Liputan6.com, Jakarta - "Dorrr.." Suara tembakan bersamaan terdengar dari dalam Markas Komando (Mako) Brigade Mobil (Brimob) Subden 3 Detasemen C Gunung Kendil, Boyolali, Jawa Tengah. Tembakan itu diduga tanda eksekusi mati telah dilaksanakan regu penembak terhadap terpidana mati kasus narkoba, Tran Thi Bich Hanh.
Warga sekitar mengaku kaget mendengar suara tembakan yang meletus pada Minggu 17 Januari 2015 pukul 00.46 WIB itu. "Suara tembakannya terdengar serempak. Suaranya sangat keras sekali," ujar salah satu warga, Irfandi.
Boyolali menjadi salah satu lokasi eksekusi terhadap terpidana mati wanita asal Vietnam. Pada waktu yang sama, ada 5 terpidana mati kasus narkoba lainnya yang dieksekusi di Nusakambangan, Cilacap, Jawa Tengah.
Mereka adalah Marco Archer Cardoso Moreira (WN Brasil), Rani Andriani alias Melisa Aprilia (WNI), Namaona Denis (WN Malawi), Daniel Enemuo alias Diarrassouba Mamadou (WN Nigeria), dan Ang Kiem Soei alias Kim Ho alias Ance Tahir alias Tommi Wijaya (warga Belanda).
Jaksa Agung HM Prasetyo memastikan eksekusi enam terpidana mati itu telah dilakukan. Ia menyatakan eksekusi di kedua tempat berbeda hanya berjalan sedikit lebih lambat seperti direncanakan.
"Di Nusakambangan untuk 5 terpidana mati dieksekusi pukul 00.30 WIB dan 00.40 WIB dipastikan telah meninggal dunia. Sedangkan di Boyolali eksekusi pukul 00.46 WIB," ujar Jaksa Agung Prasetyo kepada Liputan6.com saat dihubungi, Minggu dini hari
Eksekusi mati terhadap 6 terpidana ini 'menyulut emosi' Brasil dan Belanda. Dua negara itu menilai hukuman mati merupakan bentuk kekejaman dan bisa 'merusak' hubungan antarnegara. Keduanya mengambil sikap menarik dubes di Jakarta sebagai protes terhadap eksekusi mati yang dikenakan terhadap 2 warga negaranya.

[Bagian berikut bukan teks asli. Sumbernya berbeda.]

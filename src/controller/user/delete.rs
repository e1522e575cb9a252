use super::{release_secret, user_id, UserContext};
use crate::controller::events::LifecycleEvent;
use crate::controller::managed::ErrorHandler;
use crate::controller::pipeline::{debug_logger, ignore_not_found, Pipeline, Step, StepResult};
use crate::controller::store::is_not_found;
use futures::future::BoxFuture;
use tracing::debug;

pub(super) fn pipeline() -> Pipeline<UserContext> {
    let release = Pipeline::new()
        .with_steps(vec![Step::new(
            "remove secret finalizer",
            remove_secret_finalizer,
        )])
        .with_error_handler(ignore_not_found);

    Pipeline::new()
        .with_before_hooks(vec![debug_logger()])
        .with_steps(vec![
            Step::new("delete objects user", delete_objects_user),
            Step::if_then(
                has_written_secret,
                Step::nested("release credentials secret", release),
            ),
            Step::new("emit event", emit_deletion_event),
        ])
        .with_finalizer(Box::new(ErrorHandler::deletion(
            "cannot deprovision objects user",
        )))
}

fn has_written_secret(ctx: &UserContext) -> bool {
    ctx.record.written_secret_ref().is_some()
}

fn delete_objects_user(ctx: &mut UserContext) -> BoxFuture<'_, StepResult> {
    Box::pin(async move {
        let Some(id) = user_id(&ctx.record) else {
            debug!("objects user was never created");
            return Ok(());
        };
        match ctx.api.delete_objects_user(&id).await {
            Ok(()) => debug!(user.id = %id, "deleted objects user"),
            Err(err) if is_not_found(&err) => debug!(user.id = %id, "objects user already gone"),
            Err(err) => return Err(err),
        }
        Ok(())
    })
}

/// The secret itself goes away with its owner
fn remove_secret_finalizer(ctx: &mut UserContext) -> BoxFuture<'_, StepResult> {
    Box::pin(async move {
        let Some(secret_ref) = ctx.record.written_secret_ref().cloned() else {
            return Ok(());
        };
        release_secret(ctx.secrets.as_ref(), &secret_ref).await
    })
}

fn emit_deletion_event(ctx: &mut UserContext) -> BoxFuture<'_, StepResult> {
    Box::pin(async move {
        ctx.emit(LifecycleEvent::normal("Deleted", "ObjectsUser deleted"))
            .await;
        Ok(())
    })
}
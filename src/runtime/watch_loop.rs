//! # Watch Loop
//!
//! Controller watch loops that monitor the custom resources and trigger
//! reconciliation when changes are detected.

use crate::controller::managed::{Connector, ManagedReconciler, ManagedResource, ReconcilerError};
use crate::controller::provider_config::ProviderConfigReconciler;
use crate::crd::{ProviderConfig, ProviderConfigUsage};
use crate::runtime::error_policy::{
    handle_reconciliation_error, handle_watch_stream_error, record_key, RecordBackoff,
};
use futures::StreamExt;
use kube::api::Api;
use kube::Resource;
use kube_runtime::controller::{self, Action};
use kube_runtime::reflector::ObjectRef;
use kube_runtime::{watcher, Controller};
use std::fmt::Debug;
use std::sync::Arc;
use tracing::{debug, info};

/// State shared by all reconciliations of one controller
#[derive(Debug)]
pub struct Context<R> {
    pub reconciler: R,
    pub backoff: RecordBackoff,
}

impl<R> Context<R> {
    pub fn new(reconciler: R, backoff: RecordBackoff) -> Self {
        Self {
            reconciler,
            backoff,
        }
    }
}

/// Watch records of kind `K` and drive them through their lifecycle until shutdown
pub async fn run_managed_controller<K, C>(api: Api<K>, context: Arc<Context<ManagedReconciler<K, C>>>)
where
    K: ManagedResource,
    C: Connector<K> + 'static,
{
    let name = K::KIND.as_str();
    info!(controller = name, "Starting controller watch loop...");

    Controller::new(api, watcher::Config::default().any_semantic())
        .shutdown_on_signal()
        .run(
            reconcile_managed::<K, C>,
            |record, error, ctx| handle_reconciliation_error(record.as_ref(), error, &ctx.backoff),
            context,
        )
        .for_each(|result| {
            report(name, result);
            futures::future::ready(())
        })
        .await;

    info!(controller = name, "Controller stopped gracefully");
}

/// Watch `ProviderConfig` records, re-counting a config whenever one of its usages changes
pub async fn run_provider_config_controller(
    configs: Api<ProviderConfig>,
    usages: Api<ProviderConfigUsage>,
    context: Arc<Context<ProviderConfigReconciler>>,
) {
    let name = "providerconfig";
    info!(controller = name, "Starting controller watch loop...");

    Controller::new(configs, watcher::Config::default().any_semantic())
        .watches(usages, watcher::Config::default(), |usage: ProviderConfigUsage| {
            Some(ObjectRef::<ProviderConfig>::new(
                &usage.spec.provider_config_ref.name,
            ))
        })
        .shutdown_on_signal()
        .run(
            reconcile_provider_config,
            |config, error, ctx| handle_reconciliation_error(config.as_ref(), error, &ctx.backoff),
            context,
        )
        .for_each(|result| {
            report(name, result);
            futures::future::ready(())
        })
        .await;

    info!(controller = name, "Controller stopped gracefully");
}

async fn reconcile_managed<K, C>(
    record: Arc<K>,
    ctx: Arc<Context<ManagedReconciler<K, C>>>,
) -> Result<Action, ReconcilerError>
where
    K: ManagedResource,
    C: Connector<K> + 'static,
{
    let result = ctx.reconciler.reconcile(&record).await;
    if result.is_ok() {
        ctx.backoff.reset(&record_key(record.as_ref()));
    }
    result
}

async fn reconcile_provider_config(
    config: Arc<ProviderConfig>,
    ctx: Arc<Context<ProviderConfigReconciler>>,
) -> Result<Action, ReconcilerError> {
    let result = ctx.reconciler.reconcile(&config).await;
    if result.is_ok() {
        ctx.backoff.reset(&record_key(config.as_ref()));
    }
    result
}

type RunResult<K> =
    Result<(ObjectRef<K>, Action), controller::Error<ReconcilerError, watcher::Error>>;

fn report<K>(controller: &str, result: RunResult<K>)
where
    K: Resource,
    K::DynamicType: Debug,
{
    match result {
        Ok((record, action)) => debug!(controller = controller, record = %record, action = ?action, "reconciled"),
        // Already logged and requeued by the error policy.
        Err(controller::Error::ReconcilerFailed(_, record)) => {
            debug!(controller = controller, record = %record, "reconciliation failed");
        }
        Err(e) => {
            handle_watch_stream_error(controller, &format!("{e:?}"));
        }
    }
}
//! # Bucket
//!
//! A `Bucket` describes one S3 bucket on an S3-compatible endpoint.
//!
//! # Example
//!
//! ```yaml
//! apiVersion: storage.microscaler.io/v1
//! kind: Bucket
//! metadata:
//!   name: my-app-assets
//! spec:
//!   credentialsSecretRef:
//!     name: my-app-user-credentials
//!     namespace: my-app
//!   endpointUrl: https://objects.rma.cloudscale.ch
//!   region: rma
//!   bucketDeletionPolicy: DeleteIfEmpty
//!   writeConnectionSecretToRef:
//!     name: my-app-bucket
//!     namespace: my-app
//! ```

use super::status::{Condition, SecretReference};
use kube::{CustomResource, ResourceExt};
use schemars::JsonSchema;
use serde::{Deserialize, Serialize};

/// Bucket Custom Resource Definition
#[derive(CustomResource, Debug, Clone, PartialEq, Deserialize, Serialize, JsonSchema)]
#[kube(
    kind = "Bucket",
    group = "storage.microscaler.io",
    version = "v1",
    status = "BucketStatus",
    shortname = "bkt",
    category = "objectstorage",
    printcolumn = r#"{"name":"Ready", "type":"string", "jsonPath":".status.conditions[?(@.type==\"Ready\")].status"}"#,
    printcolumn = r#"{"name":"Synced", "type":"string", "jsonPath":".status.conditions[?(@.type==\"Synced\")].status"}"#,
    printcolumn = r#"{"name":"Bucket Name", "type":"string", "jsonPath":".status.bucketName"}"#,
    printcolumn = r#"{"name":"Endpoint", "type":"string", "jsonPath":".status.endpoint"}"#,
    printcolumn = r#"{"name":"Region", "type":"string", "jsonPath":".spec.region"}"#,
    printcolumn = r#"{"name":"Age", "type":"date", "jsonPath":".metadata.creationTimestamp"}"#
)]
#[serde(rename_all = "camelCase")]
pub struct BucketSpec {
    /// Secret holding the S3 credentials of the user that owns the bucket.
    /// The secret must contain the keys `AWS_ACCESS_KEY_ID` and `AWS_SECRET_ACCESS_KEY`.
    pub credentials_secret_ref: SecretReference,
    /// URL of the S3 endpoint, e.g. `https://objects.rma.cloudscale.ch`.
    /// TLS is used unless the scheme is `http`.
    pub endpoint_url: String,
    /// Name of the bucket to create. Defaults to `metadata.name`.
    /// Cannot be changed after the bucket is created.
    #[serde(default, skip_serializing_if = "Option::is_none")]
    pub bucket_name: Option<String>,
    /// Region in which the bucket is created.
    /// Cannot be changed after the bucket is created.
    pub region: String,
    /// What happens to the bucket contents when the record is deleted
    #[serde(default)]
    pub bucket_deletion_policy: BucketDeletionPolicy,
    /// Secret receiving the connection details (endpoint, region, bucket name and keys)
    #[serde(default, skip_serializing_if = "Option::is_none")]
    pub write_connection_secret_to_ref: Option<SecretReference>,
}

/// Determines how buckets are deleted when the `Bucket` record is deleted
#[derive(Debug, Clone, Copy, Default, PartialEq, Eq, Deserialize, Serialize, JsonSchema)]
pub enum BucketDeletionPolicy {
    /// Only delete the bucket if it is empty
    #[default]
    DeleteIfEmpty,
    /// Recursively delete all objects in the bucket, then remove it
    DeleteAll,
}

/// Observed state of a `Bucket`
#[derive(Debug, Clone, Default, PartialEq, Deserialize, Serialize, JsonSchema)]
#[serde(rename_all = "camelCase")]
pub struct BucketStatus {
    /// Conditions represent the latest available observations
    #[serde(default)]
    pub conditions: Vec<Condition>,
    /// Name of the bucket that was actually provisioned
    #[serde(default, skip_serializing_if = "Option::is_none")]
    pub bucket_name: Option<String>,
    /// Region the bucket was provisioned in
    #[serde(default, skip_serializing_if = "Option::is_none")]
    pub region: Option<String>,
    /// Host of the S3 endpoint
    #[serde(default, skip_serializing_if = "Option::is_none")]
    pub endpoint: Option<String>,
    /// Full URL of the S3 endpoint
    #[serde(default, skip_serializing_if = "Option::is_none")]
    pub endpoint_url: Option<String>,
}

impl Bucket {
    /// Returns `spec.bucketName` if given, otherwise `metadata.name`
    #[must_use]
    pub fn bucket_name(&self) -> String {
        match self.spec.bucket_name.as_deref() {
            Some(name) if !name.is_empty() => name.to_string(),
            _ => self.name_any(),
        }
    }

    /// Name of the bucket recorded in status, if any was provisioned
    #[must_use]
    pub fn observed_bucket_name(&self) -> Option<&str> {
        self.status
            .as_ref()
            .and_then(|s| s.bucket_name.as_deref())
            .filter(|name| !name.is_empty())
    }

    /// Region recorded in status, if any was provisioned
    #[must_use]
    pub fn observed_region(&self) -> Option<&str> {
        self.status
            .as_ref()
            .and_then(|s| s.region.as_deref())
            .filter(|region| !region.is_empty())
    }

    /// Status, created on first access
    pub fn status_mut(&mut self) -> &mut BucketStatus {
        self.status.get_or_insert_with(BucketStatus::default)
    }
}

#[cfg(test)]
mod tests {
    use super::*;

    fn spec() -> BucketSpec {
        BucketSpec {
            credentials_secret_ref: SecretReference::new("default", "creds"),
            endpoint_url: "https://objects.example.com".to_string(),
            bucket_name: None,
            region: "rma".to_string(),
            bucket_deletion_policy: BucketDeletionPolicy::default(),
            write_connection_secret_to_ref: None,
        }
    }

    #[test]
    fn test_bucket_name_defaults_to_metadata_name() {
        let bucket = Bucket::new("assets", spec());
        assert_eq!(bucket.bucket_name(), "assets");

        let mut named = spec();
        named.bucket_name = Some("custom".to_string());
        assert_eq!(Bucket::new("assets", named).bucket_name(), "custom");

        let mut empty = spec();
        empty.bucket_name = Some(String::new());
        assert_eq!(Bucket::new("assets", empty).bucket_name(), "assets");
    }

    #[test]
    fn test_deletion_policy_defaults_to_delete_if_empty() {
        let json = serde_json::json!({
            "credentialsSecretRef": {"name": "creds", "namespace": "default"},
            "endpointUrl": "objects.example.com",
            "region": "lpg"
        });
        let spec: BucketSpec = serde_json::from_value(json).expect("spec should deserialize");
        assert_eq!(spec.bucket_deletion_policy, BucketDeletionPolicy::DeleteIfEmpty);

        let all: BucketDeletionPolicy =
            serde_json::from_value(serde_json::json!("DeleteAll")).expect("policy");
        assert_eq!(all, BucketDeletionPolicy::DeleteAll);
    }

    #[test]
    fn test_observed_values_ignore_empty_strings() {
        let mut bucket = Bucket::new("assets", spec());
        assert_eq!(bucket.observed_bucket_name(), None);

        bucket.status_mut().bucket_name = Some(String::new());
        assert_eq!(bucket.observed_bucket_name(), None);

        bucket.status_mut().bucket_name = Some("assets".to_string());
        bucket.status_mut().region = Some("rma".to_string());
        assert_eq!(bucket.observed_bucket_name(), Some("assets"));
        assert_eq!(bucket.observed_region(), Some("rma"));
    }
}
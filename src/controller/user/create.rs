use super::{display_name, ensure_credentials_secret, UserContext};
use crate::constants::USER_ID_ANNOTATION;
use crate::controller::events::LifecycleEvent;
use crate::controller::managed::ErrorHandler;
use crate::controller::pipeline::{debug_logger, Pipeline, Step, StepResult};
use crate::provider::{CloudObjectsUser, ObjectsUserRequest};
use anyhow::bail;
use futures::future::BoxFuture;
use kube::ResourceExt;
use tracing::info;

pub(super) fn pipeline() -> Pipeline<UserContext> {
    Pipeline::new()
        .with_before_hooks(vec![debug_logger()])
        .with_steps(vec![
            Step::new("create objects user", create_objects_user),
            Step::when(
                wants_credentials_secret,
                "ensure credentials secret",
                ensure_secret,
            ),
            Step::new("emit event", emit_creation_event),
        ])
        .with_finalizer(Box::new(ErrorHandler::provisioning("cannot create objects user")))
}

pub(super) fn wants_credentials_secret(ctx: &UserContext) -> bool {
    ctx.record.spec.write_connection_secret_to_ref.is_some()
}

pub(super) fn ensure_secret(ctx: &mut UserContext) -> BoxFuture<'_, StepResult> {
    Box::pin(ensure_credentials_secret(ctx))
}

fn create_objects_user(ctx: &mut UserContext) -> BoxFuture<'_, StepResult> {
    Box::pin(async move {
        let request = ObjectsUserRequest {
            display_name: display_name(&ctx.record),
            tags: ctx.record.spec.tags.clone(),
        };
        let cloud_user = ctx.api.create_objects_user(&request).await?;

        // Persisted right away so a failure further down cannot lead to a second user.
        ctx.record
            .annotations_mut()
            .insert(USER_ID_ANNOTATION.to_string(), cloud_user.id.clone());
        ctx.records.update_metadata(&mut ctx.record).await?;
        info!(user.id = %cloud_user.id, display_name = %cloud_user.display_name, "created objects user");

        check_key_pair(&cloud_user)?;
        ctx.cloud_user = cloud_user;
        Ok(())
    })
}

fn check_key_pair(cloud_user: &CloudObjectsUser) -> StepResult {
    let Some(keys) = cloud_user.keys.first() else {
        bail!("the returned objects user has no key pairs");
    };
    if keys.get("secret_key").is_none_or(String::is_empty) {
        bail!("the returned objects user has no secret_key. Does the API token have enough permissions?");
    }
    Ok(())
}

fn emit_creation_event(ctx: &mut UserContext) -> BoxFuture<'_, StepResult> {
    Box::pin(async move {
        ctx.emit(LifecycleEvent::normal(
            "Created",
            "ObjectsUser successfully created",
        ))
        .await;
        Ok(())
    })
}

Indonesia tak ambil pusing dengan penarikan duta besar itu. Kemlu RI menghormati sikap kedua negara tersebut. Hal ini dinilainya sebagai hak dari negara bersangkutan. Namun begitu, pemerintah Indonesia berjanji akan tetap menjaga hubungan baik dengan negara-negara sahabat ini.
"Indonesia akan terus berupaya meningkatkan hubungan bilateral dengan negara negara sahabat," ujar bicara Kemenlu Arrmatha Nasir kepada Liputan6.com di Jakarta.
Tetap Laksanakan
Kendati menyisakan protes, hukuman mati akan tetap dilaksanakan di Indonesia. Jaksa Agung HM Prasetyo menyatakan, eksekusi mati tersebut merupakan tindakan hukum positif di Indonesia
"Eksekusi pidana mati bukan menggembirakan, ini memprihatinkan, tapi tetap harus dilaksanakan. Hukum harus dilaksanakan. Putusan Jaksa laksanakan putusan yang memiliki hukum tetap," ujar Prasetyo.
Sikap ini merupakan wujud ketegasan pemerintah Indonesia bahwa tak ada kompromi dengan pelaku jaringan, sindikat, dan bandar narkotika. Namun begitu, ketegasan ini tetap berjalan pada proses yang telah ditentukan. Eksekusi mati menjadi proses akhir dari penanganan perkara.
"Semua hak diberikan (kepada terpidana sebagai) wujud dari perlakuan kita pada mereka, bahwa sisi kemanusiaan tetap diperhatikan dan dijunjung tinggi, termasuk permintaan terakhir terpidana mati sudah dipenuhi seluruhnya," ujar Prasetyo.
Ketegasan serupa juga disampaikan Presiden Joko Widodo. Dalam akun Facebook miliknya, presiden yang biasa disapa Jokowi ini menyatakan negara berperang melawan mafia narkoba.
"Perang terhadap Mafia Narkoba tidak boleh setengah-setengah, karena Narkoba benar-benar sudah merusak kehidupan baik kehidupan penggunanya maupun kehidupan keluarga pengguna narkoba," tulis Jokowi dalam laman Facebook-nya, Minggu 18 Januari 2015.
Jokowi mengungkapkan dampak dari narkoba tersebut. Menurut dia, tak ada kebahagiaan hidup yang didapat dari menyalahgunakan Narkoba.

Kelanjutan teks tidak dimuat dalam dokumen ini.